This R script gathers the various files included included in the Samsung smart phone sensor readings found in UCI data directories and merges them into a single data frame. The resulting data is then aggregated per subject and activity to create a summary data set of the means of only those measures involving means and standard deviations.
The following are required in order for the script to run as intended.
- the UCI data in a folder found in the working directory
- IMPORTANT: the {plyr} package must be installed
- measures data: "UCI HAR Dataset/test/X_test.txt"
- measures data: "UCI HAR Dataset/train/X_train.txt"
- activity per obs: "UCI HAR Dataset/test/y_test.txt"

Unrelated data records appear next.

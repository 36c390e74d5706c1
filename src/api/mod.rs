use axum::http::StatusCode;
use axum::response::{IntoResponse, Response};
use axum::{Json, Router, routing::get};
use serde_json::json;

pub mod webhook;

/// Errors returned to the caller of an endpoint.
#[derive(Debug, thiserror::Error)]
pub enum ApiError {
    #[error("Method not allowed")]
    MethodNotAllowed,
    #[error("{0}")]
    BadRequest(String),
}

impl IntoResponse for ApiError {
    fn into_response(self) -> Response {
        let status = match self {
            ApiError::MethodNotAllowed => StatusCode::METHOD_NOT_ALLOWED,
            ApiError::BadRequest(_) => StatusCode::BAD_REQUEST,
        };

        (status, Json(json!({ "error": self.to_string() }))).into_response()
    }
}

/// All routes of the service, without the DI provider attached.
pub fn router() -> Router {
    Router::new()
        .route("/health", get(health))
        .merge(webhook::router())
}

async fn health() -> Json<serde_json::Value> {
    Json(json!({ "status": "ok" }))
}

- activity per obs: "UCI HAR Dataset/train/y_train.txt"
- measure names: "UCI HAR Dataset/features.txt"
- activity verbiage: "UCI HAR Dataset/activity_labels.txt"
- subject per obs: "UCI HAR Dataset/train/subject_train.txt"
- subject per obs: "UCI HAR Dataset/test/subject_test.txt"
(please consult the UCI documentation for specific overview of each file)
- imports all data
- sets all column names
- merges subject and activity data with training/test measures
- uses grep() to find all columns with "[Ss]td" or "[Mm]ean" in name
- subsets based on grep logic above
- uses ddply() and numcolwise() to aggregate data by subject/activity
- saves data resulting from ddply function
Note that the use of regular expression pattern matching results in 86 measurement columns including the "angle" measurements with "mean" in the column name.
The use of ddply() highlights the utility of the R ecosystem; a great variety of functionality is already developed!
The resulting data set is saved in the working directory as "tidy.txt".